# [WHAT YOU HAVE TO DO]
The string "await" appears in some lines of the entries that follow; copy each such line.

# [Saved entries]
----------

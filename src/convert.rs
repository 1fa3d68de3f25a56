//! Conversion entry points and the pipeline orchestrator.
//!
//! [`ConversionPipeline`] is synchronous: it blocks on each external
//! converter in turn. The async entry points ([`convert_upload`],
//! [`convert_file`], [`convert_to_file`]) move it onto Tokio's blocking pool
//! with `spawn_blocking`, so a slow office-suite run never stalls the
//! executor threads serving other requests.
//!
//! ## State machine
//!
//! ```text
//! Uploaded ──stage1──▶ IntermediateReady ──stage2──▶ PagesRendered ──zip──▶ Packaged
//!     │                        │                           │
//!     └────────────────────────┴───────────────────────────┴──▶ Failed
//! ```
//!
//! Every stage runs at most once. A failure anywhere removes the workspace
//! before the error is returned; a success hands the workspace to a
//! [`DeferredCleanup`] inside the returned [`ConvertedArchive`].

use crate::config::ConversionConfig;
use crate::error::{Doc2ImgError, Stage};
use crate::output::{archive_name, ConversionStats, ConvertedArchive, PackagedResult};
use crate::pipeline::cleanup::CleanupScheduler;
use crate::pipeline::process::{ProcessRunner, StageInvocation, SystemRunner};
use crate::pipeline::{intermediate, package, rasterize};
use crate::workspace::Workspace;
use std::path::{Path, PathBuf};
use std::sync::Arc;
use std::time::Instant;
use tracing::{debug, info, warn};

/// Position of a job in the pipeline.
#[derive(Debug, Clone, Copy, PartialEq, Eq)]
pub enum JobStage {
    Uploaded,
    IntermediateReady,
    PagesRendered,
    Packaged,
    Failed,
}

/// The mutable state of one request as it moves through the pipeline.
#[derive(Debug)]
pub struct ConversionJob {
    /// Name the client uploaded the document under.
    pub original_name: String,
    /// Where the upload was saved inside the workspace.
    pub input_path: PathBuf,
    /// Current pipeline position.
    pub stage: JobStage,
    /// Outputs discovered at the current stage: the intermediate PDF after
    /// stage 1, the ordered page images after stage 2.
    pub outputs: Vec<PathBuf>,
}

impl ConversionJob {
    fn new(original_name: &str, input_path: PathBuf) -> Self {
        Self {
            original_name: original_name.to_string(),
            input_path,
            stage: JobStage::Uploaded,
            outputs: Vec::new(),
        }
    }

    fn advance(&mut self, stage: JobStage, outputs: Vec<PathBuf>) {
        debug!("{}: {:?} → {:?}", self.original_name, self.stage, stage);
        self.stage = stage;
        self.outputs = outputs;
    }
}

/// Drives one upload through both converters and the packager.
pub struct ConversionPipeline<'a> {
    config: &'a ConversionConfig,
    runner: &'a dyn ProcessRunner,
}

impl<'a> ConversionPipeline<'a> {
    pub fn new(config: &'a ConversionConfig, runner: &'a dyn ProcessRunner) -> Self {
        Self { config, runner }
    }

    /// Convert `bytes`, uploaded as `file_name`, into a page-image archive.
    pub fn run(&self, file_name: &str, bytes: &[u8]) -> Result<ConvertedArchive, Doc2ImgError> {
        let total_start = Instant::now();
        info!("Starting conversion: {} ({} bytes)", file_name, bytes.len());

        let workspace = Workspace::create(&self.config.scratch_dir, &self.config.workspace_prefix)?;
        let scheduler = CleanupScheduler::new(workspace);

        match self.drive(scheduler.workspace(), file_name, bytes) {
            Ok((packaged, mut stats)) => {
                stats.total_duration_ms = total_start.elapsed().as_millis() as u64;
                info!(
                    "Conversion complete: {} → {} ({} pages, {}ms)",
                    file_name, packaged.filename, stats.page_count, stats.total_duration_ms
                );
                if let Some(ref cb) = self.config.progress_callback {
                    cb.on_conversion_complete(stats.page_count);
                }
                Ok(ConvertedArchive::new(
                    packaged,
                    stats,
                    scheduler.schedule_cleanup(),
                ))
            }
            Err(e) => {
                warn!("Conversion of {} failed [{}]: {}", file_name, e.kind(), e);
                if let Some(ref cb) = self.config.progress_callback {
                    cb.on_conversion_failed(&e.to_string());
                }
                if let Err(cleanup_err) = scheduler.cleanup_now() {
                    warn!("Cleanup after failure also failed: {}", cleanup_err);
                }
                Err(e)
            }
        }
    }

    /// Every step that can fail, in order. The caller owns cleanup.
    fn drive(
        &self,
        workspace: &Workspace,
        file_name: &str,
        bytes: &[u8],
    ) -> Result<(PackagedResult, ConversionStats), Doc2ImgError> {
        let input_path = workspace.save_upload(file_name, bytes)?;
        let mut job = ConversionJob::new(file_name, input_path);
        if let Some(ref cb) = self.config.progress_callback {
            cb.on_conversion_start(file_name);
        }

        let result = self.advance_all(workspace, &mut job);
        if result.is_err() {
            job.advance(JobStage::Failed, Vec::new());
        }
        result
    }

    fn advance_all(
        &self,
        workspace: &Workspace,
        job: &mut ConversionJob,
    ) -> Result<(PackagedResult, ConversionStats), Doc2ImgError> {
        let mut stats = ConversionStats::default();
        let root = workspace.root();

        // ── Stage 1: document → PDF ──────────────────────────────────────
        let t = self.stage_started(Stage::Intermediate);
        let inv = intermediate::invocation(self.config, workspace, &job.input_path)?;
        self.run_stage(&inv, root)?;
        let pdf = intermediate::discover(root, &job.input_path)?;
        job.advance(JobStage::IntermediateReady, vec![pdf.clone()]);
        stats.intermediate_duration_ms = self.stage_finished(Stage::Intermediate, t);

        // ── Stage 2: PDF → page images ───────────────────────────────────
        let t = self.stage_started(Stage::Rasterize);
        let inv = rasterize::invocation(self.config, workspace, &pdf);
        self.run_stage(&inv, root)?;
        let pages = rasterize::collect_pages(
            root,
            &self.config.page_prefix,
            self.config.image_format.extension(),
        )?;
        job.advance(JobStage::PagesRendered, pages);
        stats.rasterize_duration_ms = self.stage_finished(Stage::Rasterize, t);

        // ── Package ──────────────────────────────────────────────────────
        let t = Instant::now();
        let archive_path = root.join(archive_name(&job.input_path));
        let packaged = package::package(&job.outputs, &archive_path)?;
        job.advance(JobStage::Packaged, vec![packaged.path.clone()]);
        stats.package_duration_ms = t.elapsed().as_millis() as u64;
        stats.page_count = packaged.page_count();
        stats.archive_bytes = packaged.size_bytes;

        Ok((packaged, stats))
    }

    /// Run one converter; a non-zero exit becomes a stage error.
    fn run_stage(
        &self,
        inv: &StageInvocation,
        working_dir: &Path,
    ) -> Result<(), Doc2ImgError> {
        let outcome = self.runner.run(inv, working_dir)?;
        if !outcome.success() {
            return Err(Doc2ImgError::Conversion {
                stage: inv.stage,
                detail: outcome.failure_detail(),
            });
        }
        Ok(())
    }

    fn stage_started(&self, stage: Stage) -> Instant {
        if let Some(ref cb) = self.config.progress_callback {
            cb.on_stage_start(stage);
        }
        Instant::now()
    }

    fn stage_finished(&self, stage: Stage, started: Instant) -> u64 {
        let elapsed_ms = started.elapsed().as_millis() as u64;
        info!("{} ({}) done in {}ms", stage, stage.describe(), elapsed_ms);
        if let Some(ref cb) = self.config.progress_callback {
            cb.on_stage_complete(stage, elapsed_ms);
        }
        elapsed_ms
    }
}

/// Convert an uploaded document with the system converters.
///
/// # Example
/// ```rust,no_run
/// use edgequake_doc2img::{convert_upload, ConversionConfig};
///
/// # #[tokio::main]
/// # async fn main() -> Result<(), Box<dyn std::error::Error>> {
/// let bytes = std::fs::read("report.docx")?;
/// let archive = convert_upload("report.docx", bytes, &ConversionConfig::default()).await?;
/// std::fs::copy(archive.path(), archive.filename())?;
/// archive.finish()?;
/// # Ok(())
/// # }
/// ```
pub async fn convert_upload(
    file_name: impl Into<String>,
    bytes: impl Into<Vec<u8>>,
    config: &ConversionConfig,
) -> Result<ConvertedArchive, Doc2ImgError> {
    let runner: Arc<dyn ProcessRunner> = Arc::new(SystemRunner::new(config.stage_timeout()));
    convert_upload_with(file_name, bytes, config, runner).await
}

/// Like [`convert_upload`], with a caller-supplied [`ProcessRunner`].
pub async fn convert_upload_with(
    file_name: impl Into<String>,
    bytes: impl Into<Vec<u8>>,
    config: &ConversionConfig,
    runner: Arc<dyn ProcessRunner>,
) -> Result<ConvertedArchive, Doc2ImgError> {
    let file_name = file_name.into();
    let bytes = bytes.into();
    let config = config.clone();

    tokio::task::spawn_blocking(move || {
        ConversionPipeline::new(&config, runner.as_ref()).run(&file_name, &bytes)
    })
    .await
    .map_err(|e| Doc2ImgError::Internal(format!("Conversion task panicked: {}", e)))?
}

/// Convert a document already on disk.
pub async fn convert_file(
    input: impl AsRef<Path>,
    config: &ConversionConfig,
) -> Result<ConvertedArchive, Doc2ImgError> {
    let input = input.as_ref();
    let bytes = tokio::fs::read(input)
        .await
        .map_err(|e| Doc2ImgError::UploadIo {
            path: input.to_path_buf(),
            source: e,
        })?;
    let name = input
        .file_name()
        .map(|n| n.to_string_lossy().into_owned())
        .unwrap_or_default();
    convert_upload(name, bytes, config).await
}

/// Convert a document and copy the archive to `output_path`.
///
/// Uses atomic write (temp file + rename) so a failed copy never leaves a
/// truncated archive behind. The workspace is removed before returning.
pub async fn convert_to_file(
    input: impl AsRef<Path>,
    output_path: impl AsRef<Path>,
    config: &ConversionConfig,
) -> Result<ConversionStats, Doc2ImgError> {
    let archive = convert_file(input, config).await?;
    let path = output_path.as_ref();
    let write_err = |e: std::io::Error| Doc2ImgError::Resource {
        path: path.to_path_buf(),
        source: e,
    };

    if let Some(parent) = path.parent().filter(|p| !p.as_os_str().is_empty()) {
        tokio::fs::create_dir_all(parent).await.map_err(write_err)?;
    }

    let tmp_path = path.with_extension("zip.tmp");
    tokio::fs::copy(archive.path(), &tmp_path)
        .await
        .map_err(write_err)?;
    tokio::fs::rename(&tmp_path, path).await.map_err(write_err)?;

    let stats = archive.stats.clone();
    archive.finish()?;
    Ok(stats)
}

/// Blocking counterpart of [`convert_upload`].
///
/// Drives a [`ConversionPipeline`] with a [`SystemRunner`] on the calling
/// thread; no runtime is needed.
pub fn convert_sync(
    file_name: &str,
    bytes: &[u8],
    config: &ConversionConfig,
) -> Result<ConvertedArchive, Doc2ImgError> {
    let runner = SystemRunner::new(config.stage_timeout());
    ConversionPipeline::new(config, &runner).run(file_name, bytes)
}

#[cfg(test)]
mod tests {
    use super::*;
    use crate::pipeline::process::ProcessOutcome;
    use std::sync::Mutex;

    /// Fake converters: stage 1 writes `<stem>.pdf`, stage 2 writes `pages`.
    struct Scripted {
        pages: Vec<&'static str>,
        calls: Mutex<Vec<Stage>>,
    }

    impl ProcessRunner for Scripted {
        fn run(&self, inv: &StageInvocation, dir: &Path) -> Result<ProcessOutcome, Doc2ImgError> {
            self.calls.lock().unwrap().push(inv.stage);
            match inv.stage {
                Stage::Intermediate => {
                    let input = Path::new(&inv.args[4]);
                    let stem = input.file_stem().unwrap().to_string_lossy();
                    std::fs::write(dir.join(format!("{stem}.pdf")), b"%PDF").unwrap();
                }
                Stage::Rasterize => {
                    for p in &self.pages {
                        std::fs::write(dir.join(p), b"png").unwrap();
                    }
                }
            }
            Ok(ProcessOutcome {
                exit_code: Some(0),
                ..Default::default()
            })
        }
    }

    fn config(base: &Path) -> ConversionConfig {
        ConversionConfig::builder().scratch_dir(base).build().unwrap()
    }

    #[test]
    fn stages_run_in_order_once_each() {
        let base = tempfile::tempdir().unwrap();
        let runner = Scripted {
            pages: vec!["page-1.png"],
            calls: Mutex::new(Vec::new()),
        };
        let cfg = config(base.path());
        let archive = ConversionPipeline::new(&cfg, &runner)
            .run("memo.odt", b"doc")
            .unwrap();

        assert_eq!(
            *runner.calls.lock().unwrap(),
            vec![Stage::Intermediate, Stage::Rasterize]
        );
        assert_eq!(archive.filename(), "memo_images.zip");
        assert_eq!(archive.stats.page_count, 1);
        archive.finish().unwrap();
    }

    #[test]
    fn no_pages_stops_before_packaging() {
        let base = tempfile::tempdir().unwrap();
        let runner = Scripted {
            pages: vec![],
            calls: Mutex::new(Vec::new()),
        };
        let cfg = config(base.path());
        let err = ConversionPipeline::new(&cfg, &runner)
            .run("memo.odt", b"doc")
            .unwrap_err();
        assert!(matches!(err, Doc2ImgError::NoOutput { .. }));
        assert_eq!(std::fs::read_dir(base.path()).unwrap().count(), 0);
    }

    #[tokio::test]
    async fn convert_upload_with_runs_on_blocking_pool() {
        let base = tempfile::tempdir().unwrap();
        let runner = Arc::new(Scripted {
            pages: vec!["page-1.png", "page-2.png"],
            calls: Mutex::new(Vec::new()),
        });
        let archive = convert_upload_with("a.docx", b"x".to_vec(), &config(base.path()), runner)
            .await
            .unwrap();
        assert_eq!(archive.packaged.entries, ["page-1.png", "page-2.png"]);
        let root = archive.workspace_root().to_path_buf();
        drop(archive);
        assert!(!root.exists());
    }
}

----------

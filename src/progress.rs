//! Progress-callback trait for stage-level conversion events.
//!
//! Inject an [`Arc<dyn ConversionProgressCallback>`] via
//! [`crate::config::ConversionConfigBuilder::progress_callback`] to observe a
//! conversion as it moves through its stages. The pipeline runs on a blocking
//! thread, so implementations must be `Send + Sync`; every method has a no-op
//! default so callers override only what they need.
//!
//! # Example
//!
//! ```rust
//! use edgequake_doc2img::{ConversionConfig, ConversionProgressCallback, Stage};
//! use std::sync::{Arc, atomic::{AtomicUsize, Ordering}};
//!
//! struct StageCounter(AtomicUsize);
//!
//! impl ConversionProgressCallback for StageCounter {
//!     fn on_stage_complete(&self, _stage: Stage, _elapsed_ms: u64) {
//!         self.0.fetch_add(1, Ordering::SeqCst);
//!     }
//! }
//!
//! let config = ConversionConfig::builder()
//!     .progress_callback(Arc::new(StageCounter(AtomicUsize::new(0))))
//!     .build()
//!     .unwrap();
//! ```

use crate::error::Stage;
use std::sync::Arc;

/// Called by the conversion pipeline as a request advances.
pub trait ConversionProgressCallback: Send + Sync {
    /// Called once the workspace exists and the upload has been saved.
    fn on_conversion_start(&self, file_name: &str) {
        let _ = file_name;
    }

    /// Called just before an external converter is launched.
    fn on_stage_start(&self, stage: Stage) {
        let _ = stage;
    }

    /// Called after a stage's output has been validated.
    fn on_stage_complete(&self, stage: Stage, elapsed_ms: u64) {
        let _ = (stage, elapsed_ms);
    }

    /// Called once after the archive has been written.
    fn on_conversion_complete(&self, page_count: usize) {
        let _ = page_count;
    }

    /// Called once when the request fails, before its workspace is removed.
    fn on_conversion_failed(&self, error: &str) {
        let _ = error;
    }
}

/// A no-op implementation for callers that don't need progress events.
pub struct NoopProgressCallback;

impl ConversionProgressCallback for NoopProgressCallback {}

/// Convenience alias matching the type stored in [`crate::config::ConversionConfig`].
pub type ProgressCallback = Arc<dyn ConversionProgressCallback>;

----------

# [REPLY]
/// let archive = convert_upload("report.docx", bytes, &ConversionConfig::default()).await?;
    convert_upload_with(file_name, bytes, config, runner).await
    .await
        .await
    convert_upload(name, bytes, config).await
    let archive = convert_file(input, config).await?;
        tokio::fs::create_dir_all(parent).await.map_err(write_err)?;
        .await
    tokio::fs::rename(&tmp_path, path).await.map_err(write_err)?;
            .await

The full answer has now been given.